▶ REQUIREMENT: Give again only those lines from the start of the entries through the line holding "parks future-nonce transactions", leaving them as they are.

▶ LISTED ENTRIES:
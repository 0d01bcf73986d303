// Path: crates/mempool/src/lib.rs

//! Priced transaction pool, nonce-gap cache, and mempool for the gitmesh node.
//!
//! Admission flows through three layers: the [`Mempool`](mempool::Mempool)
//! applies capacity and validation policy, the
//! [`PricedPool`](pool::PricedPool) keeps accepted transactions in a
//! deterministic fee-rate order, and the
//! [`NonceGapCache`](cache::NonceGapCache) parks future-nonce transactions
//! until their predecessors arrive.

/// The nonce-gap cache for future-nonce transactions.
pub mod cache;
/// Admission control, reaping, and post-commit recheck.
pub mod mempool;
/// The ordered container of accepted transactions.
pub mod pool;

pub use cache::NonceGapCache;
pub use mempool::{Mempool, MempoolGuard};
pub use pool::{AddOutcome, PricedPool};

▶ COMPLETED TASK:
repository 0d01bcf73986d303
// Path: crates/mempool/src/lib.rs

//! Priced transaction pool, nonce-gap cache, and mempool for the gitmesh node.
//!
//! Admission flows through three layers: the [`Mempool`](mempool::Mempool)
//! applies capacity and validation policy, the
//! [`PricedPool`](pool::PricedPool) keeps accepted transactions in a
//! deterministic fee-rate order, and the
//! [`NonceGapCache`](cache::NonceGapCache) parks future-nonce transactions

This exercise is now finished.